Rules of Murder
Every once in a while an author will flip a switch and turn on a specific part of my imagination. The language and scene settings in this novel flipped me to movies like The Thin Man and Sunset Boulevard. I “pictured” the novel in black and white and could see the characters in their glittering dresses and stiff tuxedos delivering their lines in the quick staccato of the time.
Drew Farthering returns home to find a party underway without him. This is no great surprise because while technically Farthering Place belongs to him, his mother and step-father tend to be the primary residents and they often entertain. What is a surprise is to find David Lincoln, a man whom Drew despises due to his unsavory reputation, in residence in his room. In spite of the late hour and embarrassment caused to his family, Drew has Lincoln relocated and reclaims his own bed.
The next surprise he receives is far more pleasant. Madeline Parker, his step-father’s niece, has arrived from America with a group of friends to enjoy all the pleasures of the English countryside. Drew plans to prove to her there is no greater pleasure than spending time with him. That evening at the party he lures Madeline to the garden in hopes a moonlit stroll will prove to be the start of a budding romance. Everything looks promising until a downpour forces the laughing couple to take refuge in the greenhouse, where they come face to face with David Lincoln’s dead body.
The police are called and begin their investigation only to discover that the evening has turned even more macabre: Drew’s mother has died, though whether it is suicide or murder is difficult to determine. As the investigation reveals more and more secrets and brings to light things people would much rather have stay in the dark, Drew finds himself drawn deeper into the confusing circle of events. He determines to solve the mystery before it destroys his family’s company, reputation, and Farthering Place itself.
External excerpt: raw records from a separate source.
// Copyright (c) 2025 Soumyadip Sarkar.
// All rights reserved.
//
// This source code is licensed under the license found in the
// LICENSE file in the root directory of this source tree.

use crate::error::LedgerError;
use chrono::{NaiveDate, NaiveDateTime};
use rusqlite::types::{FromSql, FromSqlError, FromSqlResult, ToSql, ToSqlOutput, ValueRef};
use serde::{Deserialize, Serialize};
use std::fmt;
use std::str::FromStr;

/// Currencies accepted on transfers and purchases.
#[derive(Debug, Clone, Copy, PartialEq, Eq, Hash, PartialOrd, Ord, Serialize, Deserialize)]
#[serde(rename_all = "UPPERCASE")]
pub enum Currency {
    Usd,
    Eur,
    Rub,
    Uah,
    Inr,
    Try,
}

impl Currency {
    pub const ALL: [Currency; 6] = [
        Currency::Usd,
        Currency::Eur,
        Currency::Rub,
        Currency::Uah,
        Currency::Inr,
        Currency::Try,
    ];

    pub fn code(self) -> &'static str {
        match self {
            Currency::Usd => "USD",
            Currency::Eur => "EUR",
            Currency::Rub => "RUB",
            Currency::Uah => "UAH",
            Currency::Inr => "INR",
            Currency::Try => "TRY",
        }
    }
}

impl fmt::Display for Currency {
    fn fmt(&self, f: &mut fmt::Formatter<'_>) -> fmt::Result {
        f.write_str(self.code())
    }
}

impl FromStr for Currency {
    type Err = LedgerError;

    fn from_str(s: &str) -> Result<Self, Self::Err> {
        let code = s.trim().to_uppercase();
        Currency::ALL
            .into_iter()
            .find(|c| c.code() == code)
            .ok_or_else(|| {
                let known: Vec<&str> = Currency::ALL.iter().map(|c| c.code()).collect();
                LedgerError::Validation(format!(
                    "Unknown currency '{}', expected one of {}",
                    s.trim(),
                    known.join(", ")
                ))
            })
    }
}

impl ToSql for Currency {
    fn to_sql(&self) -> rusqlite::Result<ToSqlOutput<'_>> {
        Ok(ToSqlOutput::from(self.code()))
    }
}

impl FromSql for Currency {
    fn column_result(value: ValueRef<'_>) -> FromSqlResult<Self> {
        let s = value.as_str()?;
        s.parse().map_err(|e| FromSqlError::Other(Box::new(e)))
    }
}

/// Unit of a purchase's recurrence period.
#[derive(Debug, Clone, Copy, PartialEq, Eq, Hash, Serialize, Deserialize)]
#[serde(rename_all = "lowercase")]
pub enum PeriodUnit {
    Week,
    Month,
    Year,
}

impl PeriodUnit {
    pub const ALL: [PeriodUnit; 3] = [PeriodUnit::Week, PeriodUnit::Month, PeriodUnit::Year];

    pub fn as_str(self) -> &'static str {
        match self {
            PeriodUnit::Week => "week",
            PeriodUnit::Month => "month",
            PeriodUnit::Year => "year",
        }
    }
}

impl fmt::Display for PeriodUnit {
    fn fmt(&self, f: &mut fmt::Formatter<'_>) -> fmt::Result {
        f.write_str(self.as_str())
    }
}

impl FromStr for PeriodUnit {
    type Err = LedgerError;

    fn from_str(s: &str) -> Result<Self, Self::Err> {
        match s.trim().to_lowercase().as_str() {
            "week" | "weeks" | "w" => Ok(PeriodUnit::Week),
            "month" | "months" | "m" => Ok(PeriodUnit::Month),
            "year" | "years" | "y" => Ok(PeriodUnit::Year),
            other => Err(LedgerError::Validation(format!(
                "Unknown period unit '{}', expected week, month or year",
                other
            ))),
        }
    }
}

impl ToSql for PeriodUnit {
    fn to_sql(&self) -> rusqlite::Result<ToSqlOutput<'_>> {
        Ok(ToSqlOutput::from(self.as_str()))
    }
}

impl FromSql for PeriodUnit {
    fn column_result(value: ValueRef<'_>) -> FromSqlResult<Self> {
        let s = value.as_str()?;
        s.parse().map_err(|e| FromSqlError::Other(Box::new(e)))
    }
}

#[derive(Debug, Clone, Serialize, Deserialize)]
pub struct Investor {
    pub id: i64,
    pub name: String,
}

#[derive(Debug, Clone, Serialize, Deserialize)]
pub struct Transfer {
    pub id: i64,
    pub investor_id: i64,
    pub amount: f64,
    pub currency: Currency,
    pub date: NaiveDate,
}

#[derive(Debug, Clone, Serialize, Deserialize)]
pub struct Purchase {
    pub id: i64,
    pub investor_id: i64,
    pub service: String,
    pub amount: f64,
    pub currency: Currency,
    pub date: NaiveDate,
    pub period: u32,
    pub period_unit: PeriodUnit,
}

#[derive(Debug, Clone, Serialize, Deserialize)]
pub struct ServicePurchase {
    pub id: i64,
    pub service: String,
    pub amount: f64,
    pub currency: Currency,
    pub date: NaiveDate,
    pub period: u32,
    pub period_unit: PeriodUnit,
}

#[derive(Debug, Clone, Serialize, Deserialize)]
pub struct ExchangeRate {
    pub id: i64,
    pub from_currency: String,
    pub to_currency: String,
    pub rate: f64, // 1 from_currency = rate to_currency
    pub date: NaiveDate,
    pub created_at: NaiveDateTime,
}

/// Field values for a transfer that has not been stored yet.
#[derive(Debug, Clone, PartialEq)]
pub struct NewTransfer {
    pub investor_id: i64,
    pub amount: f64,
    pub currency: Currency,
    pub date: NaiveDate,
}

/// Field values for a purchase; `investor_id` is `None` for group spend.
#[derive(Debug, Clone, PartialEq)]
pub struct NewPurchase {
    pub investor_id: Option<i64>,
    pub service: String,
    pub amount: f64,
    pub currency: Currency,
    pub date: NaiveDate,
    pub period: u32,
    pub period_unit: PeriodUnit,
}

/// Any record that counts towards total purchases.
#[derive(Debug, Clone)]
pub enum SpendRecord {
    Investor(Purchase),
    Group(ServicePurchase),
}

impl SpendRecord {
    pub fn id(&self) -> i64 {
        match self {
            SpendRecord::Investor(p) => p.id,
            SpendRecord::Group(p) => p.id,
        }
    }

    pub fn amount(&self) -> f64 {
        match self {
            SpendRecord::Investor(p) => p.amount,
            SpendRecord::Group(p) => p.amount,
        }
    }

    pub fn currency(&self) -> Currency {
        match self {
            SpendRecord::Investor(p) => p.currency,
            SpendRecord::Group(p) => p.currency,
        }
    }

    pub fn date(&self) -> NaiveDate {
        match self {
            SpendRecord::Investor(p) => p.date,
            SpendRecord::Group(p) => p.date,
        }
    }
}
This fanciful fable combines wit, cheer and romance with the dark business of murder. Drew juggles love, mystery, and kittens being born on a favorite pair of trousers with unfailing smiling affability. Even when his mother dies and the world around him seems to be going to chaos we rarely see him become too deeply contemplative or take life very seriously. He bounces back from any problem with surprising good spirits and tenacity. This didn’t surprise me as this is a staple of what I think of as the highbrow, glittering detective novel. A hero who is handsome and charming and indefatigable is a must.
If the handsome charming hero is a must so is the captivating heroine. Madeline is the perfect counterpart to Drew’s glamour. She is also witty and charming, with a bit more moral fortitude and substance thrown in for good measure. She definitely takes what is happening a bit more seriously and takes a bit longer to bounce back from the bad experiences than Drew. But bounce back she does. The one way she wavers from being the typical detective’s partner is by having a strong faith. While she never preaches she does drop gracious hints throughout the text that serve as a counter point to Drew’s utter indifference to religion. Since this is an Inspirational, her words of wisdom eventually find fertile soil in Drew’s soul. This is, however, far from a large part of the tale and is done subtly enough that it never interferes with the flow of the story.
Since the novel takes place over the course of a little less than two weeks, the relationship between the two is promising rather than fulfilled. Love is spoken of but it is also acknowledged that it is far too soon in the relationship – and there has been far too much happening – for there to be any surety in that love. This actually made a refreshing change of pace from many romantic suspense books where the HEA often feels tacked on just to fill requirements. I liked that the characters were left with Happy Right Now with hope for tomorrow. I am sure future books will see the relationship through to a conclusion, so I was satisfied with where we left it.
The title for this book is actually a play on Father Knox’s Decalogue: The Ten Rules of (Golden Age) Detective Fiction. These rules appeared in the preface to Best Detective Stories of 1928-29, which Knox edited. It is believed that he was mostly joking and this novel certainly enjoys partaking in that fun. The book breaks and follows the rules in a whimsical manner, turning stereotypes on their heads while cheerfully chasing down the killer. I did have some questions about whether the novel was accurate in its depiction of forensics of the time but I never stopped reading to research. In my case, it didn’t yank me out of the story enough to be a problem.
The fun, playful depiction of a bygone era definitely worked for this reader. If you are one who doesn’t like the slightest humor or lightheartedness in their crime fiction, this book is assuredly not for you. On the other hand, if you love a good cozy and think that books like the Lord Peter Wimsey novels by Dorothy Sayers are far too hard to come by, I am happy to recommend this story.